Parallel Image Filtering

Role Overview

Project Time: November 2022 - December 2022
Role: Developer
Language: Python
Dependencies: PIL (Pillow)

I worked closely with a partner as a developer to create this application for a school project. What makes this different from your standard image filtering program, is that this implementation employs parallelism techniques. This enables the program to process more images at a lesser time.

Concept

Although it may seem like adjusting images is as simple as adding numbers to the current values of the image, a lot more is going on. Thousands of pixels are being manipulated. This could take quite some time for the process to finish, especially for huge images and multiple queries, where multiprocessing and threading come into play. Usually, machines read instructions sequentially, but parallel programming techniques allow the machine to run multiple instructions simultaneously, leading to remarkable performance gains.

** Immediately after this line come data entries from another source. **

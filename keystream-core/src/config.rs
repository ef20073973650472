//! Pipeline configuration
//!
//! The timing table is an immutable value handed to the default timer at
//! construction. Both types deserialize from TOML with every field
//! defaulted, so a config file only needs the values it changes:
//!
//! ```toml
//! letter_timing_ms = 80.0
//!
//! [timing]
//! newline = 12.0
//! ```

use crate::error::ConfigError;
use crate::token::TokenKind;
use serde::{Deserialize, Serialize};
use std::path::Path;

/// Default configuration constants
pub mod defaults {
    /// Milliseconds per duration unit
    pub const LETTER_TIMING_MS: f64 = 100.0;

    /// Base weight of a syllable
    pub const SYLLABLE_WEIGHT: f64 = 4.0;

    /// Weight of a collapsed whitespace run
    pub const SPACE_WEIGHT: f64 = 2.0;

    /// Weight of a trailing comma
    pub const COMMA_WEIGHT: f64 = 5.0;

    /// Weight of a trailing period
    pub const PERIOD_WEIGHT: f64 = 10.0;

    /// Syllables longer than this many characters get a length penalty
    pub const LONG_SYLLABLE_THRESHOLD: usize = 5;

    /// Each extra character adds `1 / divisor` units
    pub const LONG_SYLLABLE_DIVISOR: f64 = 2.0;
}

/// Weight per token kind plus the syllable length penalty
#[derive(Debug, Clone, PartialEq, Serialize, Deserialize)]
#[serde(default)]
pub struct TimingTable {
    #[serde(skip_serializing_if = "Option::is_none")]
    pub syllable: Option<f64>,
    #[serde(skip_serializing_if = "Option::is_none")]
    pub space: Option<f64>,
    #[serde(skip_serializing_if = "Option::is_none")]
    pub comma: Option<f64>,
    #[serde(skip_serializing_if = "Option::is_none")]
    pub period: Option<f64>,
    /// No default entry: newlines fail timing unless configured
    #[serde(skip_serializing_if = "Option::is_none")]
    pub newline: Option<f64>,
    /// Only read for LETTER tokens a custom syllabizer emits itself; the
    /// letterizer splits syllable time and never consults it
    #[serde(skip_serializing_if = "Option::is_none")]
    pub letter: Option<f64>,
    pub long_syllable_threshold: usize,
    pub long_syllable_divisor: f64,
}

impl Default for TimingTable {
    fn default() -> Self {
        Self {
            syllable: Some(defaults::SYLLABLE_WEIGHT),
            space: Some(defaults::SPACE_WEIGHT),
            comma: Some(defaults::COMMA_WEIGHT),
            period: Some(defaults::PERIOD_WEIGHT),
            newline: None,
            letter: None,
            long_syllable_threshold: defaults::LONG_SYLLABLE_THRESHOLD,
            long_syllable_divisor: defaults::LONG_SYLLABLE_DIVISOR,
        }
    }
}

impl TimingTable {
    /// Base weight for `kind`, if the table has one
    pub fn weight(&self, kind: TokenKind) -> Option<f64> {
        match kind {
            TokenKind::Syllable => self.syllable,
            TokenKind::Space => self.space,
            TokenKind::Comma => self.comma,
            TokenKind::Period => self.period,
            TokenKind::Newline => self.newline,
            TokenKind::Letter => self.letter,
            TokenKind::Word => None,
        }
    }

    /// Return a copy with `kind` weighted at `weight`
    ///
    /// Words are never timed, so setting a word weight is a no-op.
    pub fn with_weight(mut self, kind: TokenKind, weight: f64) -> Self {
        let slot = match kind {
            TokenKind::Syllable => &mut self.syllable,
            TokenKind::Space => &mut self.space,
            TokenKind::Comma => &mut self.comma,
            TokenKind::Period => &mut self.period,
            TokenKind::Newline => &mut self.newline,
            TokenKind::Letter => &mut self.letter,
            TokenKind::Word => return self,
        };
        *slot = Some(weight);
        self
    }

    /// Extra units for a syllable of `len` characters
    pub fn length_penalty(&self, len: usize) -> f64 {
        if len > self.long_syllable_threshold {
            (len - self.long_syllable_threshold) as f64 / self.long_syllable_divisor
        } else {
            0.0
        }
    }

    /// Check that every weight is a finite non-negative number
    pub fn validate(&self) -> Result<(), ConfigError> {
        let entries = [
            ("syllable", self.syllable),
            ("space", self.space),
            ("comma", self.comma),
            ("period", self.period),
            ("newline", self.newline),
            ("letter", self.letter),
        ];

        for (name, weight) in entries {
            if let Some(weight) = weight {
                if !weight.is_finite() || weight < 0.0 {
                    return Err(ConfigError::Invalid {
                        reason: format!(
                            "timing.{name} must be a non-negative number, got {weight}"
                        ),
                    });
                }
            }
        }

        if !self.long_syllable_divisor.is_finite() || self.long_syllable_divisor <= 0.0 {
            return Err(ConfigError::Invalid {
                reason: format!(
                    "timing.long_syllable_divisor must be greater than 0, got {}",
                    self.long_syllable_divisor
                ),
            });
        }

        Ok(())
    }
}

/// Full pipeline configuration
#[derive(Debug, Clone, PartialEq, Serialize, Deserialize)]
#[serde(default)]
pub struct PipelineConfig {
    /// Milliseconds per duration unit when emitting
    pub letter_timing_ms: f64,
    /// Weights used by the default timer
    pub timing: TimingTable,
}

impl Default for PipelineConfig {
    fn default() -> Self {
        Self {
            letter_timing_ms: defaults::LETTER_TIMING_MS,
            timing: TimingTable::default(),
        }
    }
}

impl PipelineConfig {
    /// Parse and validate a TOML document
    pub fn from_toml_str(content: &str) -> Result<Self, ConfigError> {
        let config: PipelineConfig = toml::from_str(content)?;
        config.validate()?;
        Ok(config)
    }

    /// Read, parse and validate a TOML file
    pub fn from_file(path: impl AsRef<Path>) -> Result<Self, ConfigError> {
        let content = std::fs::read_to_string(path)?;
        Self::from_toml_str(&content)
    }

    /// Validate the configuration
    pub fn validate(&self) -> Result<(), ConfigError> {
        if !self.letter_timing_ms.is_finite() || self.letter_timing_ms <= 0.0 {
            return Err(ConfigError::Invalid {
                reason: format!(
                    "letter_timing_ms must be greater than 0, got {}",
                    self.letter_timing_ms
                ),
            });
        }

        self.timing.validate()
    }
}

#[cfg(test)]
mod tests {
    use super::*;
    use std::io::Write;
    use tempfile::NamedTempFile;

    #[test]
    fn test_default_table_matches_reference_weights() {
        let table = TimingTable::default();
        assert_eq!(table.weight(TokenKind::Syllable), Some(4.0));
        assert_eq!(table.weight(TokenKind::Space), Some(2.0));
        assert_eq!(table.weight(TokenKind::Comma), Some(5.0));
        assert_eq!(table.weight(TokenKind::Period), Some(10.0));
        assert_eq!(table.weight(TokenKind::Newline), None);
        assert_eq!(table.weight(TokenKind::Letter), None);
        assert_eq!(table.weight(TokenKind::Word), None);
    }

    #[test]
    fn test_length_penalty() {
        let table = TimingTable::default();
        assert_eq!(table.length_penalty(0), 0.0);
        assert_eq!(table.length_penalty(5), 0.0);
        assert_eq!(table.length_penalty(6), 0.5);
        assert_eq!(table.length_penalty(9), 2.0);
    }

    #[test]
    fn test_with_weight() {
        let table = TimingTable::default().with_weight(TokenKind::Newline, 10.0);
        assert_eq!(table.weight(TokenKind::Newline), Some(10.0));

        let unchanged = TimingTable::default().with_weight(TokenKind::Word, 1.0);
        assert_eq!(unchanged, TimingTable::default());
    }

    #[test]
    fn test_partial_toml_keeps_defaults() {
        let config = PipelineConfig::from_toml_str(
            r#"
letter_timing_ms = 50.0

[timing]
newline = 12.0
"#,
        )
        .unwrap();

        assert_eq!(config.letter_timing_ms, 50.0);
        assert_eq!(config.timing.newline, Some(12.0));
        assert_eq!(config.timing.syllable, Some(4.0));
        assert_eq!(config.timing.long_syllable_threshold, 5);
    }

    #[test]
    fn test_empty_toml_is_default() {
        let config = PipelineConfig::from_toml_str("").unwrap();
        assert_eq!(config, PipelineConfig::default());
    }

    #[test]
    fn test_validate_rejects_non_positive_letter_timing() {
        let config = PipelineConfig {
            letter_timing_ms: 0.0,
            ..Default::default()
        };
        assert!(matches!(
            config.validate(),
            Err(ConfigError::Invalid { .. })
        ));
    }

    #[test]
    fn test_validate_rejects_negative_weight() {
        let result = PipelineConfig::from_toml_str("[timing]\nspace = -1.0\n");
        match result {
            Err(ConfigError::Invalid { reason }) => assert!(reason.contains("timing.space")),
            other => panic!("Expected Invalid error, got {:?}", other),
        }
    }

    #[test]
    fn test_validate_rejects_zero_divisor() {
        let result = PipelineConfig::from_toml_str("[timing]\nlong_syllable_divisor = 0.0\n");
        assert!(matches!(result, Err(ConfigError::Invalid { .. })));
    }

    #[test]
    fn test_malformed_toml() {
        let result = PipelineConfig::from_toml_str("letter_timing_ms = \"fast\"");
        assert!(matches!(result, Err(ConfigError::Parse(_))));
    }

    #[test]
    fn test_from_file() {
        let mut temp_file = NamedTempFile::new().unwrap();
        writeln!(temp_file, "letter_timing_ms = 25.0").unwrap();

        let config = PipelineConfig::from_file(temp_file.path()).unwrap();
        assert_eq!(config.letter_timing_ms, 25.0);
    }

    #[test]
    fn test_from_missing_file() {
        let result = PipelineConfig::from_file("/nonexistent/keystream.toml");
        assert!(matches!(result, Err(ConfigError::Io(_))));
    }

    #[test]
    fn test_serialize_round_trip_through_toml() {
        let config = PipelineConfig {
            letter_timing_ms: 75.0,
            timing: TimingTable::default().with_weight(TokenKind::Newline, 10.0),
        };
        let rendered = toml::to_string(&config).unwrap();
        assert!(rendered.contains("newline = 10.0"));
        assert_eq!(PipelineConfig::from_toml_str(&rendered).unwrap(), config);
    }
}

This project focuses on designing and implementing an Image Enhancement program using parallel programming to improve performance and efficiency. The program takes the following input from the user:
  1. Folder location of images
  2. Folder location of enhanced images
  3. Enhancing time in minutes
  4. Brightness enhancement factor
  5. Sharpness enhancement factor
  6. Contrast enhancement factor

Once the input has been parsed, the program will enhance the images according to the input enhancement factors, and will be outputted in the folder location for processed images. A text file containing summary statistics will also be generated for further analysis.


Task Decomposition, Task Assignment, and Agglomeration



The foundation of the implementation is heavily based on the producer-consumer problem as illustrated below. The program has two main tasks, with each task assigned to a child process: (1) to retrieve the input, and; (2) to process the images. The producer is in charge of retrieving the images from its folder, and parsing the image in preparation for processing. Once done, the producer will append the parsed images to the shared resource buffer. On the other hand, the consumer is in charge of processing each image from said buffer and outputs them to their respective folder. In essence, each process will be handling the same amount of data but with different tasks.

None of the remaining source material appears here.